As long as Israel profits from repression, the violence against Palestinians will continue. A ceasefire in Gaza has not ended Israeli apartheid repression and colonial brutality to all Palestinians. Even though Israel’s violence only occasionally surfaces in international media, Palestinians endure brutality on a daily basis.
They are part of the ongoing Nakba, Israel’s ethnic-cleansing of Palestinians which has now lasted 73 years. They are part of a racist and colonial project aimed at expelling, repressing and subduing the Palestinian people. They also constitute Apartheid, a description Palestinians have long articulated, which is now supported by Israeli and international human rights organizations, such as Human Rights Watch.

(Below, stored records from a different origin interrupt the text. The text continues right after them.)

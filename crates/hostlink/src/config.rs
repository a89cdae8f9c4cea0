//! Configuration file, environment and command-line merging.

use std::path::{Path, PathBuf};

use anyhow::Context;
use clap::{Parser, ValueEnum};
use hostlink_executor::ScriptConfig;
use hostlink_transport::{ClientConfig, ToolRegistration};
use serde::{Deserialize, Serialize};

pub const URL_ENV: &str = "HOSTLINK_URL";
pub const TOKEN_ENV: &str = "HOSTLINK_TOKEN";

#[derive(Debug, Clone, Copy, PartialEq, Eq, ValueEnum)]
pub enum LogFormat {
    Text,
    Json,
}

#[derive(Debug, Parser)]
#[command(name = "hostlink", version, about = "Bridge a host application to an agent server")]
pub struct Cli {
    /// TOML configuration file
    #[arg(long, short)]
    pub config: Option<PathBuf>,

    /// Server base URL (overrides the file and HOSTLINK_URL)
    #[arg(long)]
    pub url: Option<String>,

    /// Bearer token (overrides the file and HOSTLINK_TOKEN)
    #[arg(long)]
    pub token: Option<String>,

    /// Name to register the tool under
    #[arg(long)]
    pub tool_name: Option<String>,

    #[arg(long, value_enum, default_value_t = LogFormat::Text)]
    pub log_format: LogFormat,

    /// Print the effective configuration and exit
    #[arg(long)]
    pub print_config: bool,
}

#[derive(Debug, Clone, PartialEq, Eq, Serialize, Deserialize)]
#[serde(default)]
pub struct ServerConfig {
    pub url: String,
    pub token: Option<String>,
}

impl Default for ServerConfig {
    fn default() -> Self {
        Self {
            url: "http://127.0.0.1:8080".into(),
            token: None,
        }
    }
}

#[derive(Debug, Clone, Default, PartialEq, Eq, Serialize, Deserialize)]
#[serde(default)]
pub struct Config {
    pub server: ServerConfig,
    pub tool: ToolRegistration,
    pub client: ClientConfig,
    pub script: ScriptConfig,
}

impl Config {
    pub fn from_file(path: &Path) -> anyhow::Result<Self> {
        let content =
            std::fs::read_to_string(path).with_context(|| format!("Failed to read {}", path.display()))?;
        toml::from_str(&content).with_context(|| format!("Failed to parse {}", path.display()))
    }

    /// File (or defaults), then environment, then flags.
    pub fn load(cli: &Cli) -> anyhow::Result<Self> {
        let mut config = match &cli.config {
            Some(path) => Self::from_file(path)?,
            None => Self::default(),
        };
        config.apply_env(|name| std::env::var(name).ok());
        config.apply_cli(cli);
        Ok(config)
    }

    fn apply_env(&mut self, var: impl Fn(&str) -> Option<String>) {
        if let Some(url) = var(URL_ENV).filter(|v| !v.is_empty()) {
            self.server.url = url;
        }
        if let Some(token) = var(TOKEN_ENV).filter(|v| !v.is_empty()) {
            self.server.token = Some(token);
        }
    }

    fn apply_cli(&mut self, cli: &Cli) {
        if let Some(url) = &cli.url {
            self.server.url.clone_from(url);
        }
        if let Some(token) = &cli.token {
            self.server.token = Some(token.clone());
        }
        if let Some(name) = &cli.tool_name {
            self.tool.name.clone_from(name);
        }
    }

    /// Effective configuration as TOML, token redacted.
    pub fn to_redacted_toml(&self) -> anyhow::Result<String> {
        let mut shown = self.clone();
        if shown.server.token.is_some() {
            shown.server.token = Some("<redacted>".into());
        }
        Ok(toml::to_string_pretty(&shown)?)
    }
}

#[cfg(test)]
mod tests {
    use std::io::Write;

    use super::*;

    fn cli(args: &[&str]) -> Cli {
        Cli::parse_from(std::iter::once("hostlink").chain(args.iter().copied()))
    }

    #[test]
    fn test_defaults() {
        let config = Config::default();
        assert_eq!(config.client.backoff_min_secs, 2);
        assert_eq!(config.client.backoff_max_secs, 60);
        assert_eq!(config.tool.name, "hostlink");
        assert_eq!(config.script.default_session, "default");
        assert!(config.script.timeout_secs.is_none());
    }

    #[test]
    fn test_partial_file() {
        let mut file = tempfile::NamedTempFile::new().unwrap();
        write!(
            file,
            r#"
[server]
url = "https://agents.example"

[client]
request_timeout_secs = 5

[script]
timeout_secs = 30
"#
        )
        .unwrap();

        let config = Config::from_file(file.path()).unwrap();
        assert_eq!(config.server.url, "https://agents.example");
        assert_eq!(config.client.request_timeout_secs, 5);
        assert_eq!(config.client.tool_call_timeout_secs, 120);
        assert_eq!(config.script.timeout_secs, Some(30));
        assert_eq!(config.script.default_session, "default");
    }

    #[test]
    fn test_invalid_file_names_path() {
        let mut file = tempfile::NamedTempFile::new().unwrap();
        write!(file, "[client]\nrequest_timeout_secs = \"soon\"").unwrap();
        let err = Config::from_file(file.path()).unwrap_err();
        assert!(err.to_string().contains("Failed to parse"));
    }

    #[test]
    fn test_precedence_file_env_flags() {
        let mut config = Config::default();
        config.server.url = "http://file".into();
        config.server.token = Some("file-token".into());

        config.apply_env(|name| match name {
            URL_ENV => Some("http://env".into()),
            TOKEN_ENV => Some("env-token".into()),
            _ => None,
        });
        assert_eq!(config.server.url, "http://env");
        assert_eq!(config.server.token.as_deref(), Some("env-token"));

        config.apply_cli(&cli(&["--url", "http://flag", "--tool-name", "cad"]));
        assert_eq!(config.server.url, "http://flag");
        assert_eq!(config.server.token.as_deref(), Some("env-token"));
        assert_eq!(config.tool.name, "cad");
    }

    #[test]
    fn test_print_config_redacts_token() {
        let mut config = Config::default();
        config.server.token = Some("secret".into());
        let text = config.to_redacted_toml().unwrap();
        assert!(!text.contains("secret"));
        assert!(text.contains("<redacted>"));
        let parsed: Config = toml::from_str(&text).unwrap();
        assert_eq!(parsed.client, config.client);
    }
}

This understanding of the Palestinian struggle as a fundamentally anti-racist and anti-colonial effort, has brought movements from across the world together for Palestine in intersectional solidarity. In recent weeks, we have seen a huge display of such solidarity and there is a shared feeling that something has shifted as many who didn’t dare speak on Palestinian rights before have taken a stand against Israeli apartheid. The success of the General Strike that occurred on 18 May is proof too of increased unity between Palestinians, whether Palestinian citizens of Israel or Palestinians under siege in Gaza, despite the many years of Israel trying to divide and conquer the Palestinian people by giving slightly more rights to some Palestinians than others.
But as the people of Gaza try to rebuild their lives after untold devastation and in the context of an ongoing siege, we can be sure that Israel will once again market its security and military industry, which as Yara Hawari said has been on full display on every TV screen. The media gushing over the efficiency of Israel’s “Iron Dome” is testament to this. Already in 2017, the UK bought an Israeli defense system know as the Sky Sabre, based on technology developed for the Iron Dome, for $92.3 million to help defend the Malvinas Islands off the coast of Argentina. It won’t be long before government representatives pour into Israel to buy the latest ‘combat-proven’ Israeli weapons and technology for their own wars on neighbours or their own people.
Since 2005 the Palestinian-led, nonviolent and antiracist Boycott, Divestment and Sanctions movement (BDS) has called on the international community to take action until Israel respects Palestinian rights. More and more groups such as trade unions, artists and student organisations are taking a stand on Palestinian rights. Pension funds and companies have decided to divest from Israeli apartheid. Civil society can and must put pressure to end Israel’s impunity. Like with apartheid South Africa, it won’t be until Israel is isolated politically, economically and culturally that it will be obliged to end its apartheid regime. Given that Israel is also a linchpin in the exporting of repression of dissent elsewhere, BDS as an intersectional and anticolonial tool can also contribute to end ties with oppressors all over. That is why an urgent boycott of Israel is needed, for the sake of Palestinian people, and for all of us.
Alys Samson Estapé is a sociologist, feminist, anti-racist activist and currently the European coordinator of the Boycott, Divestment and Sanctions in Israel (BDS) movement.